Transcribe each entry shown below with no difference from the original.

RECORDED INFORMATION START

impl<F: TelemetryFetch> FleetService<F> {
    /// Fetch the sensor-details collection and rebuild the catalog.
    /// Returns a snapshot of the rebuilt catalog.
    pub async fn load_catalog(&self) -> Result<SiteCatalog, ApiError> {
        let details = self.metastore.fetch_sensor_details().await?;
        let catalog = SiteCatalog::build(&details);
        tracing::info!(
            "Catalog rebuilt: {} serials across {} sites",
            catalog.all_serials.len(),
            catalog.monitor_sites.len()
        );
        *self.catalog.write().await = catalog.clone();
        Ok(catalog)
    }

    /// Current catalog snapshot (empty until `load_catalog` succeeds).
    pub async fn catalog(&self) -> SiteCatalog {
        self.catalog.read().await.clone()
    }

    /// Bearer token for the current pass; cached until its proactive expiry.
    pub async fn get_token(&self) -> Result<String, ApiError> {
        self.tokens.get_token().await
    }

    /// Force a fresh token exchange (the 401 recovery path).
    pub async fn refresh_token(&self) -> Result<String, ApiError> {
        self.tokens.refresh().await
    }

    /// Device list, filtered to the catalog's known serials and enriched
    /// with site attributes and display color. Empty upstream data is an
    /// empty list, not an error.
    pub async fn device_list(
        &self,
        token: &str,
        bust: &CacheBust,
    ) -> Result<Vec<DeviceRecord>, ApiError> {
        let key = DeviceListKey {
            token: token.to_string(),
            bust: bust.clone(),
        };
        if let Some(rows) = self.device_cache.get(&key).await {
            return Ok(rows);
        }

        let payload = self
            .telemetry
            .get("/sensor/list", token, &[], LogRequests::Record)
            .await?;
        let catalog = self.catalog.read().await;
        let rows = transform::parse_device_list(&payload, &catalog);
        drop(catalog);

        self.device_cache.insert(key, rows.clone()).await;
        Ok(rows)
    }

    /// Message-rate samples for the given serials over the trailing window.
    ///
    /// The endpoint is known to sometimes reject custom time ranges, so the
    /// request runs through an ordered list of parameter variants: first
    /// with `begin`/`end`, then once more with serials only. After the
    /// second failure the error propagates.
    ///
    /// Bulk passes over the whole fleet pass [`LogRequests::Suppress`], as
    /// with [`Self::coverage_polygons`].
    pub async fn message_rates(
        &self,
        token: &str,
        serials: &[Serial],
        hours: u32,
        bust: &CacheBust,
        log: LogRequests,
    ) -> Result<Vec<RateSample>, ApiError> {
        if serials.is_empty() {
            return Ok(Vec::new());
        }
        let key = RatesKey {
            token: token.to_string(),
            serials: serials.to_vec(),
            hours,
            bust: bust.clone(),
        };
        if let Some(rows) = self.rates_cache.get(&key).await {
            return Ok(rows);
        }

        let variants = rate_param_variants(serials, hours, self.clock.now());
        let mut last_err: Option<ApiError> = None;
        for params in &variants {
            if let Some(err) = &last_err {
                tracing::warn!(
                    "msg-rates request failed ({}), retrying with reduced parameters",
                    err
                );
            }
            match self
                .telemetry
                .get("/stats/msg-rates", token, params, log)
                .await
            {
                Ok(payload) => {
                    let rows = transform::flatten_rate_series(&payload);
                    self.rates_cache.insert(key, rows.clone()).await;
                    return Ok(rows);
                }
                Err(err) => last_err = Some(err),
            }
        }
        Err(last_err.expect("at least one parameter variant is always attempted"))
    }

    /// Coverage polygon for one serial on one calendar day (`YYYYMMDD`).
    /// An absent or empty day yields an empty polygon.
    pub async fn coverage_polygon(
        &self,
        token: &str,
        serial: Serial,
        day: &str,
        bust: &CacheBust,
    ) -> Result<CoveragePolygon, ApiError> {
        self.coverage_polygon_inner(token, serial, day, bust, LogRequests::Record)
            .await
    }

    async fn coverage_polygon_inner(
        &self,
        token: &str,
        serial: Serial,
        day: &str,
        bust: &CacheBust,
        log: LogRequests,
    ) -> Result<CoveragePolygon, ApiError> {
        let key = CoverageKey {
            token: token.to_string(),
            serial,
            day: day.to_string(),
            bust: bust.clone(),
        };
        if let Some(polygon) = self.coverage_cache.get(&key).await {
            return Ok(polygon);
        }

        let params = vec![
            ("days".to_string(), day.to_string()),
            ("serials".to_string(), serial.to_string()),
        ];
        let payload = self.telemetry.get("/range/days", token, &params, log).await?;
        let polygon = transform::extract_coverage_polygon(&payload, day);

        self.coverage_cache.insert(key, polygon.clone()).await;
        Ok(polygon)
    }

    /// Coverage polygons for a whole serial set: one sequential round-trip
    /// per serial, request logging suppressed, each serial's failure
    /// reported independently so one bad sensor never sinks the map.
    pub async fn coverage_polygons(
        &self,
        token: &str,
        serials: &[Serial],
        day: &str,
        bust: &CacheBust,
    ) -> Vec<(Serial, Result<CoveragePolygon, ApiError>)> {
        let mut results = Vec::with_capacity(serials.len());
        for &serial in serials {
            let result = self
                .coverage_polygon_inner(token, serial, day, bust, LogRequests::Suppress)
                .await;
            if let Err(err) = &result {
                tracing::warn!("Coverage unavailable for {}: {}", serial, err);
            }
            results.push((serial, result));
        }
        results
    }

    /// Status history for the lookback window, newest first. Single capped
    /// page from the store; truncation for long windows is accepted.
    pub async fn status_history(
        &self,
        months: u32,
        bust: &CacheBust,
    ) -> Result<Vec<StatusHistoryRecord>, ApiError> {
        let key = StatusKey {
            months,
            bust: bust.clone(),
        };
        if let Some(rows) = self.status_cache.get(&key).await {
            return Ok(rows);
        }

        let rows = self
            .metastore
            .fetch_status_history(months, self.clock.now())
            .await?;
        self.status_cache.insert(key, rows.clone()).await;
        Ok(rows)
    }

    /// Append one polled status record to the store (used by the poller).
    pub async fn append_status(&self, record: &NewStatusRecord) -> Result<(), ApiError> {
        self.metastore.append_status(record).await
    }

    /// Read-only access to the session request log.
    pub fn request_log(&self) -> &RequestLog {
        &self.log
    }
}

RECORDED INFORMATION END

■ RESPONSE TO THIS EXERCISE ■
impl<F: TelemetryFetch> FleetService<F> {
    /// Fetch the sensor-details collection and rebuild the catalog.
    /// Returns a snapshot of the rebuilt catalog.
    pub async fn load_catalog(&self) -> Result<SiteCatalog, ApiError> {
        let details = self.metastore.fetch_sensor_details().await?;
        let catalog = SiteCatalog::build(&details);
        tracing::info!(
            "Catalog rebuilt: {} serials across {} sites",
            catalog.all_serials.len(),
            catalog.monitor_sites.len()
        );
        *self.catalog.write().await = catalog.clone();
        Ok(catalog)
    }

    /// Current catalog snapshot (empty until `load_catalog` succeeds).
    pub async fn catalog(&self) -> SiteCatalog {
        self.catalog.read().await.clone()
    }

    /// Bearer token for the current pass; cached until its proactive expiry.
    pub async fn get_token(&self) -> Result<String, ApiError> {
        self.tokens.get_token().await
    }

    /// Force a fresh token exchange (the 401 recovery path).
    pub async fn refresh_token(&self) -> Result<String, ApiError> {
        self.tokens.refresh().await
    }

    /// Device list, filtered to the catalog's known serials and enriched
    /// with site attributes and display color. Empty upstream data is an
    /// empty list, not an error.
    pub async fn device_list(
        &self,
        token: &str,
        bust: &CacheBust,
    ) -> Result<Vec<DeviceRecord>, ApiError> {
        let key = DeviceListKey {
            token: token.to_string(),
            bust: bust.clone(),
        };
        if let Some(rows) = self.device_cache.get(&key).await {
            return Ok(rows);
        }

        let payload = self
            .telemetry
            .get("/sensor/list", token, &[], LogRequests::Record)
            .await?;
        let catalog = self.catalog.read().await;
        let rows = transform::parse_device_list(&payload, &catalog);
        drop(catalog);

        self.device_cache.insert(key, rows.clone()).await;
        Ok(rows)
    }

    /// Message-rate samples for the given serials over the trailing window.
    ///
    /// The endpoint is known to sometimes reject custom time ranges, so the
    /// request runs through an ordered list of parameter variants: first
    /// with `begin`/`end`, then once more with serials only. After the
    /// second failure the error propagates.
    ///
    /// Bulk passes over the whole fleet pass [`LogRequests::Suppress`], as
    /// with [`Self::coverage_polygons`].
    pub async fn message_rates(
        &self,
        token: &str,
        serials: &[Serial],
        hours: u32,
        bust: &CacheBust,
        log: LogRequests,
    ) -> Result<Vec<RateSample>, ApiError> {
        if serials.is_empty() {
            return Ok(Vec::new());
        }
        let key = RatesKey {
            token: token.to_string(),
            serials: serials.to_vec(),
            hours,
            bust: bust.clone(),
        };
        if let Some(rows) = self.rates_cache.get(&key).await {
            return Ok(rows);
        }

        let variants = rate_param_variants(serials, hours, self.clock.now());
        let mut last_err: Option<ApiError> = None;
        for params in &variants {
            if let Some(err) = &last_err {
                tracing::warn!(
                    "msg-rates request failed ({}), retrying with reduced parameters",
                    err
                );
            }
            match self
                .telemetry
                .get("/stats/msg-rates", token, params, log)
                .await
            {
                Ok(payload) => {
                    let rows = transform::flatten_rate_series(&payload);
                    self.rates_cache.insert(key, rows.clone()).await;
                    return Ok(rows);
                }
                Err(err) => last_err = Some(err),
            }
        }
        Err(last_err.expect("at least one parameter variant is always attempted"))
    }

    /// Coverage polygon for one serial on one calendar day (`YYYYMMDD`).
    /// An absent or empty day yields an empty polygon.
    pub async fn coverage_polygon(
        &self,
        token: &str,
        serial: Serial,
        day: &str,
        bust: &CacheBust,
    ) -> Result<CoveragePolygon, ApiError> {
        self.coverage_polygon_inner(token, serial, day, bust, LogRequests::Record)
            .await
    }

    async fn coverage_polygon_inner(
        &self,
        token: &str,
        serial: Serial,
        day: &str,
        bust: &CacheBust,
        log: LogRequests,
    ) -> Result<CoveragePolygon, ApiError> {
        let key = CoverageKey {
            token: token.to_string(),
            serial,
            day: day.to_string(),
            bust: bust.clone(),
        };
        if let Some(polygon) = self.coverage_cache.get(&key).await {
            return Ok(polygon);
        }

        let params = vec![
            ("days".to_string(), day.to_string()),
            ("serials".to_string(), serial.to_string()),
        ];
        let payload = self.telemetry.get("/range/days", token, &params, log).await?;
        let polygon = transform::extract_coverage_polygon(&payload, day);

        self.coverage_cache.insert(key, polygon.clone()).await;
        Ok(polygon)
    }

    /// Coverage polygons for a whole serial set: one sequential round-trip
    /// per serial, request logging suppressed, each serial's failure
    /// reported independently so one bad sensor never sinks the map.
    pub async fn coverage_polygons(
        &self,
        token: &str,
        serials: &[Serial],
        day: &str,
        bust: &CacheBust,
    ) -> Vec<(Serial, Result<CoveragePolygon, ApiError>)> {
        let mut results = Vec::with_capacity(serials.len());
        for &serial in serials {
            let result = self
                .coverage_polygon_inner(token, serial, day, bust, LogRequests::Suppress)
                .await;
            if let Err(err) = &result {
                tracing::warn!("Coverage unavailable for {}: {}", serial, err);
            }
            results.push((serial, result));
        }
        results
    }

    /// Status history for the lookback window, newest first. Single capped
    /// page from the store; truncation for long windows is accepted.
    pub async fn status_history(
        &self,
        months: u32,
        bust: &CacheBust,
    ) -> Result<Vec<StatusHistoryRecord>, ApiError> {
        let key = StatusKey {
            months,
            bust: bust.clone(),
        };
        if let Some(rows) = self.status_cache.get(&key).await {
            return Ok(rows);
        }

        let rows = self
            .metastore
            .fetch_status_history(months, self.clock.now())
            .await?;
        self.status_cache.insert(key, rows.clone()).await;
        Ok(rows)
    }

    /// Append one polled status record to the store (used by the poller).
    pub async fn append_status(&self, record: &NewStatusRecord) -> Result<(), ApiError> {
        self.metastore.append_status(record).await
    }

    /// Read-only access to the session request log.
    pub fn request_log(&self) -> &RequestLog {
        &self.log
    }
}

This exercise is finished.